John Roper, a ConocoPhillips spokesman, said in an e-mail Wednesday that it's the company's policy "to not provide any comments during the bidding process."
ConocoPhillips, the third-largest US oil company, said last month its asset sales may expand to as much as $10 billion in 2012 from about $4 billion this year as it seeks to fund share buybacks and future growth. The company plans to sell its stake in three oil and natural-gas assets off Vietnam's coast as part of the divestiture program.

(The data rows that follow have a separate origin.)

//! Event draws and their composition.

use crime_core::{
    modifier_pipeline::{
        apply_events, clamp_chance, draw_events, draw_jailbreak_events, ModifierEvent, CHANCE_CEILING,
        CHANCE_FLOOR,
    },
    rng::StreamRng,
    scenario_registry::ScenarioRegistry,
};
use proptest::prelude::*;
use std::collections::HashSet;

fn event(text: &str) -> ModifierEvent {
    ModifierEvent {
        text:              text.to_string(),
        chance_bonus:      None,
        chance_penalty:    None,
        reward_multiplier: None,
        jail_multiplier:   None,
        credits_bonus:     None,
        credits_penalty:   None,
    }
}

fn pool(n: usize) -> Vec<ModifierEvent> {
    (0..n).map(|i| event(&format!("event {i}"))).collect()
}

#[test]
fn staged_draw_never_repeats_an_event() {
    let registry = ScenarioRegistry::builtin().expect("builtin registry");
    let pool = registry.event_pool("bank_heist");
    for seed in 0..500 {
        let mut rng = StreamRng::new(seed, 1);
        let drawn = draw_events(pool, &mut rng);
        assert!((1..=4).contains(&drawn.len()), "seed {seed}: drew {}", drawn.len());
        let unique: HashSet<_> = drawn.iter().map(|e| e.text.as_str()).collect();
        assert_eq!(unique.len(), drawn.len(), "seed {seed}: repeated event");
    }
}

#[test]
fn staged_draw_counts_match_the_stage_odds() {
    // Stage odds 1 / .75 / .5 / .1, each stage independent of the last.
    // E[count] = 1 + .75 + .5 + .1 = 2.35
    const TRIALS: u64 = 20_000;
    let pool = pool(24);
    let mut total = 0usize;
    let mut with_fourth_stage = 0usize;
    for seed in 0..TRIALS {
        let mut rng = StreamRng::new(seed, 7);
        let drawn = draw_events(&pool, &mut rng);
        total += drawn.len();
        if drawn.len() == 4 {
            with_fourth_stage += 1;
        }
    }
    let mean = total as f64 / TRIALS as f64;
    assert!((mean - 2.35).abs() < 0.05, "mean draw count {mean}");

    // All four only when stages 2, 3 and 4 all hit: .75 × .5 × .1 = 0.0375
    let share = with_fourth_stage as f64 / TRIALS as f64;
    assert!((share - 0.0375).abs() < 0.01, "four-event share {share}");
}

#[test]
fn small_pools_run_dry_without_repeats() {
    let pool = pool(2);
    for seed in 0..200 {
        let drawn = draw_events(&pool, &mut StreamRng::new(seed, 3));
        assert!(drawn.len() <= 2);
        if drawn.len() == 2 {
            assert_ne!(drawn[0].text, drawn[1].text);
        }
    }
    assert!(draw_events(&[], &mut StreamRng::new(1, 3)).is_empty());
}

#[test]
fn jailbreak_draw_is_one_to_three_and_uniform() {
    let pool = pool(12);
    let mut counts = [0usize; 4];
    for seed in 0..9_000 {
        let drawn = draw_jailbreak_events(&pool, &mut StreamRng::new(seed, 4));
        let unique: HashSet<_> = drawn.iter().map(|e| e.text.as_str()).collect();
        assert_eq!(unique.len(), drawn.len());
        counts[drawn.len()] += 1;
    }
    assert_eq!(counts[0], 0);
    for (n, count) in counts.iter().enumerate().skip(1) {
        let share = *count as f64 / 9_000.0;
        assert!((share - 1.0 / 3.0).abs() < 0.03, "{n} events drawn {share} of the time");
    }
}

#[test]
fn effects_compose_in_draw_order() {
    let mut a = event("a");
    a.chance_bonus = Some(0.2);
    a.reward_multiplier = Some(1.5);
    a.credits_bonus = Some(100);
    let mut b = event("b");
    b.chance_penalty = Some(0.1);
    b.jail_multiplier = Some(2.0);
    b.reward_multiplier = Some(2.0);
    b.credits_penalty = Some(250);

    let effects = apply_events(0.5, &[a, b]);
    assert!((effects.final_chance - 0.6).abs() < 1e-9);
    assert_eq!(effects.reward_multiplier, 3.0);
    assert_eq!(effects.jail_multiplier, 2.0);
    assert_eq!(effects.credits_delta, -150);
}

#[test]
fn no_events_leaves_everything_neutral() {
    let effects = apply_events(0.3, &[]);
    assert_eq!(effects.final_chance, 0.3);
    assert_eq!(effects.reward_multiplier, 1.0);
    assert_eq!(effects.jail_multiplier, 1.0);
    assert_eq!(effects.credits_delta, 0);
}

#[test]
fn chance_is_clamped_after_summing() {
    let mut big_penalty = event("penalty");
    big_penalty.chance_penalty = Some(0.9);
    let mut big_bonus = event("bonus");
    big_bonus.chance_bonus = Some(0.9);

    // Clamping happens once at the end, not per event.
    let effects = apply_events(0.5, &[big_penalty.clone(), big_bonus.clone()]);
    assert!((effects.final_chance - 0.5).abs() < 1e-9);

    assert_eq!(apply_events(0.1, &[big_penalty]).final_chance, CHANCE_FLOOR);
    assert_eq!(apply_events(0.5, &[big_bonus]).final_chance, CHANCE_CEILING);
    assert_eq!(clamp_chance(f64::NAN), CHANCE_FLOOR);
}

#[test]
fn event_files_accept_currency_aliases() {
    let json = r#"{"text": "found a wallet", "currency_bonus": 40}"#;
    let parsed: ModifierEvent = serde_json::from_str(json).expect("alias parses");
    assert_eq!(parsed.credits_bonus, Some(40));

    let typo = r#"{"text": "oops", "chance_bonsu": 0.1}"#;
    assert!(serde_json::from_str::<ModifierEvent>(typo).is_err());
}

proptest! {
    #[test]
    fn final_chance_always_within_bounds(
        base in -1.0f64..2.0,
        deltas in proptest::collection::vec(-1.0f64..1.0, 0..4),
    ) {
        let events: Vec<ModifierEvent> = deltas
            .iter()
            .map(|d| {
                let mut e = event("delta");
                if *d >= 0.0 { e.chance_bonus = Some(*d) } else { e.chance_penalty = Some(-d) }
                e
            })
            .collect();
        let chance = apply_events(base, &events).final_chance;
        prop_assert!((CHANCE_FLOOR..=CHANCE_CEILING).contains(&chance));
    }

    #[test]
    fn clamp_is_idempotent(chance in proptest::num::f64::ANY) {
        let once = clamp_chance(chance);
        prop_assert_eq!(clamp_chance(once), once);
    }
}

PetroVietnam will borrow from domestic and international banks to fund part of the purchase should it win the bid, Dung said. The assets are valued at about $1.5 billion, Paul Sankey, a Deutsche Bank AG analyst, said in an April 27 note to clients.
The company will finance the purchase with this year's earnings that may reach VND55 trillion ($2.6 billion), Vietnam News Agency reported on Tuesday, citing Chief Executive Officer Do Van Hau.
PetroVietnam, based in Hanoi, is targeting production of 23 million to 24 million metric tons of oil annually by 2015, according to a statement on the government's website in August. Crude output reached 11 million tons in the first nine months this year and may total 4 million tons in the fourth quarter, the company said on Tuesday.
ConocoPhillips, based in Houston, holds a 23.3 percent stake in a cluster of five fields in Block 15-1 in the Cuu Long Basin, data on its website show. It has a 36 percent share of the Rang Dong field in Block 15-2, also in the basin.
It is also offering its 16.3 percent stake in the Nam Con Son gas pipeline, a 700 million cubic-feet-a-day link connecting the Nam Con Son Basin with southern Vietnam.
PetroVietnam has a 50 percent stake in Block 15-1, with ConocoPhillips, Korea National Oil Corp., SK Corp. and Geopetrol holding the rest, according to ConocoPhillips's website.
Japan Vietnam Petroleum Co. has a 46.5 percent share of Rang Dong field, while PetroVietnam holds a 17.5 percent stake. ConocoPhillips owns the rest, the data on its website show.
The Vietnamese state oil company has a 51 percent stake in the Nam Con Son pipeline. BP Plc in October agreed to sell its 32.7 percent stake in the pipeline to Moscow-based TNK-BP.